*Records to process*:
- - -

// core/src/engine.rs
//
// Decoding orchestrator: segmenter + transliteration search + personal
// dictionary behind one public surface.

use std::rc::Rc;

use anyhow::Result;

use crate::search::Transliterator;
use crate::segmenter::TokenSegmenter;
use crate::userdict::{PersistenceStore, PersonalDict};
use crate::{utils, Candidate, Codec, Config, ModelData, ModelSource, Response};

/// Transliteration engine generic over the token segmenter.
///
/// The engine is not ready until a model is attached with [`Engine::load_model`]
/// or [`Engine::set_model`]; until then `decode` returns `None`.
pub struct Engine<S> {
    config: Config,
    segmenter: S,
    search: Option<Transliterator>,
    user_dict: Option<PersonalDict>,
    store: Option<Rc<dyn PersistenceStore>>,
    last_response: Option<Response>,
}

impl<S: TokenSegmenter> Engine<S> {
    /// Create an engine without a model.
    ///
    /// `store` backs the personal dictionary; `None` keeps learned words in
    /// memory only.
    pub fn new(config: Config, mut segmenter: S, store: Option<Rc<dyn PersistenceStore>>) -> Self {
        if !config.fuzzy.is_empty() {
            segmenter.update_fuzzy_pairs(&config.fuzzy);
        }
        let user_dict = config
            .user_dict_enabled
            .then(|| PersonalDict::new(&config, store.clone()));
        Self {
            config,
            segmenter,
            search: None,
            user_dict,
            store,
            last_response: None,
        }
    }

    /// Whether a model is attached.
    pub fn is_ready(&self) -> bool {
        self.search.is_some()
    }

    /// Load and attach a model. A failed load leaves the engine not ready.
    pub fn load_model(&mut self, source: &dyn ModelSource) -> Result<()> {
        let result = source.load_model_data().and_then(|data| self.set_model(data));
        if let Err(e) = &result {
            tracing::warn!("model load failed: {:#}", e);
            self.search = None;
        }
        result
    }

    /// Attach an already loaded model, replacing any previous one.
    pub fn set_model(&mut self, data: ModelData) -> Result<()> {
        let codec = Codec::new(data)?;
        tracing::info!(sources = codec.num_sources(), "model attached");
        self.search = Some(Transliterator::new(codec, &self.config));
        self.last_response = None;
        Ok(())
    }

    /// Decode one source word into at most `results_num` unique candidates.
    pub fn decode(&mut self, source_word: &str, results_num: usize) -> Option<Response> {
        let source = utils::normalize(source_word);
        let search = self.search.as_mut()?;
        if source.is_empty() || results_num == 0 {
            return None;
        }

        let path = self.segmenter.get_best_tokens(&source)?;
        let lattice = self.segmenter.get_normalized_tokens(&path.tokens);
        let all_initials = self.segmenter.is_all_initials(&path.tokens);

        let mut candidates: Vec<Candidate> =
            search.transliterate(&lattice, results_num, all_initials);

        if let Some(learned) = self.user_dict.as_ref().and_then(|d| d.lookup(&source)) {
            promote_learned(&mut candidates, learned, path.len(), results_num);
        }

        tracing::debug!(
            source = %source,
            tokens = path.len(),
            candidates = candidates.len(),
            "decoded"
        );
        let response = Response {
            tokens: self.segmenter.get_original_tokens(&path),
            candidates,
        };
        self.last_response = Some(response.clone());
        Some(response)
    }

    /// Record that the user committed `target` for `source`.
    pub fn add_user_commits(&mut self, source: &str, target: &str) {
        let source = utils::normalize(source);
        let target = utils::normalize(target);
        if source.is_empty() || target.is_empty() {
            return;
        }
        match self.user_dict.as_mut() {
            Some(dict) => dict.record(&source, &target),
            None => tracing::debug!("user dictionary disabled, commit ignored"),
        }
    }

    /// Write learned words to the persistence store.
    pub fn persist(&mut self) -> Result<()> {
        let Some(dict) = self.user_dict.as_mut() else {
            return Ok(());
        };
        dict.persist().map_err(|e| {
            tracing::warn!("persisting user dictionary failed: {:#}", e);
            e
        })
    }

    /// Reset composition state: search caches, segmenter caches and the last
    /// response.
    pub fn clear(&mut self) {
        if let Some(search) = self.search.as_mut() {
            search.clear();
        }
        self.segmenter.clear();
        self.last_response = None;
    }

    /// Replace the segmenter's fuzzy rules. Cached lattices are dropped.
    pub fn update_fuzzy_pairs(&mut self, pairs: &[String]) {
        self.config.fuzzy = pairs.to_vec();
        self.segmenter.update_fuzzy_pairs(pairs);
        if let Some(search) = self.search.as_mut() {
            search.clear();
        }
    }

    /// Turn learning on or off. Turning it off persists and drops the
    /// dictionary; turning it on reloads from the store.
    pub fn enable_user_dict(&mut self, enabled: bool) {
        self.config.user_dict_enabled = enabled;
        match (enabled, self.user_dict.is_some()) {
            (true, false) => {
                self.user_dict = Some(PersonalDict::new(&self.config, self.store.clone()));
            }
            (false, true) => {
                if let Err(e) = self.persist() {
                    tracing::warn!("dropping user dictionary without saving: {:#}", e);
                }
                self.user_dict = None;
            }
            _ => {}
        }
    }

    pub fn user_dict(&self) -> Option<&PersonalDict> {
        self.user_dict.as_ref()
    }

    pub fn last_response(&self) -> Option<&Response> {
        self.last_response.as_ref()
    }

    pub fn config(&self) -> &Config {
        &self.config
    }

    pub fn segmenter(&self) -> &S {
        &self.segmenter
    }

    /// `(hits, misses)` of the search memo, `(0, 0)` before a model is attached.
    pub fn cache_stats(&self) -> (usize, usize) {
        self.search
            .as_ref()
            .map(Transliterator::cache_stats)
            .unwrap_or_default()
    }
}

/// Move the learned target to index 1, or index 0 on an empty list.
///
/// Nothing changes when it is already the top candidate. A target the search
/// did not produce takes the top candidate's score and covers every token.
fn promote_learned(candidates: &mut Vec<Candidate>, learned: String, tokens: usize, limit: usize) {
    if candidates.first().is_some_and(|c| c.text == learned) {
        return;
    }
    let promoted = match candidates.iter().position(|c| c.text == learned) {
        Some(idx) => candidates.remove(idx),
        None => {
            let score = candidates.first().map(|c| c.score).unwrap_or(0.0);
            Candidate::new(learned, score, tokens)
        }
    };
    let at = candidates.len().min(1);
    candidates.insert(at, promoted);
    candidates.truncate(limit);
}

- - -

From the first line to the last, restate the data above exactly.

// core/src/engine.rs
//
// Decoding orchestrator: segmenter + transliteration search + personal
// dictionary behind one public surface.

use std::rc::Rc;

use anyhow::Result;

use crate::search::Transliterator;
use crate::segmenter::TokenSegmenter;
use crate::userdict::{PersistenceStore, PersonalDict};
use crate::{utils, Candidate, Codec, Config, ModelData, ModelSource, Response};

/// Transliteration engine generic over the token segmenter.
///
/// The engine is not ready until a model is attached with [`Engine::load_model`]
/// or [`Engine::set_model`]; until then `decode` returns `None`.
pub struct Engine<S> {
    config: Config,
    segmenter: S,
    search: Option<Transliterator>,
    user_dict: Option<PersonalDict>,
    store: Option<Rc<dyn PersistenceStore>>,
    last_response: Option<Response>,
}

impl<S: TokenSegmenter> Engine<S> {
    /// Create an engine without a model.
    ///
    /// `store` backs the personal dictionary; `None` keeps learned words in
    /// memory only.
    pub fn new(config: Config, mut segmenter: S, store: Option<Rc<dyn PersistenceStore>>) -> Self {
        if !config.fuzzy.is_empty() {
            segmenter.update_fuzzy_pairs(&config.fuzzy);
        }
        let user_dict = config
            .user_dict_enabled
            .then(|| PersonalDict::new(&config, store.clone()));
        Self {
            config,
            segmenter,
            search: None,
            user_dict,
            store,
            last_response: None,
        }
    }

    /// Whether a model is attached.
    pub fn is_ready(&self) -> bool {
        self.search.is_some()
    }

    /// Load and attach a model. A failed load leaves the engine not ready.
    pub fn load_model(&mut self, source: &dyn ModelSource) -> Result<()> {
        let result = source.load_model_data().and_then(|data| self.set_model(data));
        if let Err(e) = &result {
            tracing::warn!("model load failed: {:#}", e);
            self.search = None;
        }
        result
    }

    /// Attach an already loaded model, replacing any previous one.
    pub fn set_model(&mut self, data: ModelData) -> Result<()> {
        let codec = Codec::new(data)?;
        tracing::info!(sources = codec.num_sources(), "model attached");
        self.search = Some(Transliterator::new(codec, &self.config));
        self.last_response = None;
        Ok(())
    }

    /// Decode one source word into at most `results_num` unique candidates.
    pub fn decode(&mut self, source_word: &str, results_num: usize) -> Option<Response> {
        let source = utils::normalize(source_word);
        let search = self.search.as_mut()?;
        if source.is_empty() || results_num == 0 {
            return None;
        }

        let path = self.segmenter.get_best_tokens(&source)?;
        let lattice = self.segmenter.get_normalized_tokens(&path.tokens);
        let all_initials = self.segmenter.is_all_initials(&path.tokens);

        let mut candidates: Vec<Candidate> =
            search.transliterate(&lattice, results_num, all_initials);

        if let Some(learned) = self.user_dict.as_ref().and_then(|d| d.lookup(&source)) {
            promote_learned(&mut candidates, learned, path.len(), results_num);
        }

        tracing::debug!(
            source = %source,
            tokens = path.len(),
            candidates = candidates.len(),
            "decoded"
        );
        let response = Response {
            tokens: self.segmenter.get_original_tokens(&path),
            candidates,
        };
        self.last_response = Some(response.clone());
        Some(response)
    }

    /// Record that the user committed `target` for `source`.
    pub fn add_user_commits(&mut self, source: &str, target: &str) {
        let source = utils::normalize(source);
        let target = utils::normalize(target);
        if source.is_empty() || target.is_empty() {
            return;
        }
        match self.user_dict.as_mut() {
            Some(dict) => dict.record(&source, &target),
            None => tracing::debug!("user dictionary disabled, commit ignored"),
        }
    }

    /// Write learned words to the persistence store.
    pub fn persist(&mut self) -> Result<()> {
        let Some(dict) = self.user_dict.as_mut() else {
            return Ok(());
        };
        dict.persist().map_err(|e| {
            tracing::warn!("persisting user dictionary failed: {:#}", e);
            e
        })
    }

    /// Reset composition state: search caches, segmenter caches and the last
    /// response.
    pub fn clear(&mut self) {
        if let Some(search) = self.search.as_mut() {
            search.clear();
        }
        self.segmenter.clear();
        self.last_response = None;
    }

    /// Replace the segmenter's fuzzy rules. Cached lattices are dropped.
    pub fn update_fuzzy_pairs(&mut self, pairs: &[String]) {
        self.config.fuzzy = pairs.to_vec();
        self.segmenter.update_fuzzy_pairs(pairs);
        if let Some(search) = self.search.as_mut() {
            search.clear();
        }
    }

    /// Turn learning on or off. Turning it off persists and drops the
    /// dictionary; turning it on reloads from the store.
    pub fn enable_user_dict(&mut self, enabled: bool) {
        self.config.user_dict_enabled = enabled;
        match (enabled, self.user_dict.is_some()) {
            (true, false) => {
                self.user_dict = Some(PersonalDict::new(&self.config, self.store.clone()));
            }
            (false, true) => {
                if let Err(e) = self.persist() {
                    tracing::warn!("dropping user dictionary without saving: {:#}", e);
                }
                self.user_dict = None;
            }
            _ => {}
        }
    }

    pub fn user_dict(&self) -> Option<&PersonalDict> {
        self.user_dict.as_ref()
    }

    pub fn last_response(&self) -> Option<&Response> {
        self.last_response.as_ref()
    }

    pub fn config(&self) -> &Config {
        &self.config
    }

    pub fn segmenter(&self) -> &S {
        &self.segmenter
    }

    /// `(hits, misses)` of the search memo, `(0, 0)` before a model is attached.
    pub fn cache_stats(&self) -> (usize, usize) {
        self.search
            .as_ref()
            .map(Transliterator::cache_stats)
            .unwrap_or_default()
    }
}

/// Move the learned target to index 1, or index 0 on an empty list.
///
/// Nothing changes when it is already the top candidate. A target the search
/// did not produce takes the top candidate's score and covers every token.
fn promote_learned(candidates: &mut Vec<Candidate>, learned: String, tokens: usize, limit: usize) {
    if candidates.first().is_some_and(|c| c.text == learned) {
        return;
    }
    let promoted = match candidates.iter().position(|c| c.text == learned) {
        Some(idx) => candidates.remove(idx),
        None => {
            let score = candidates.first().map(|c| c.score).unwrap_or(0.0);
            Candidate::new(learned, score, tokens)
        }
    };
    let at = candidates.len().min(1);
    candidates.insert(at, promoted);
    candidates.truncate(limit);
}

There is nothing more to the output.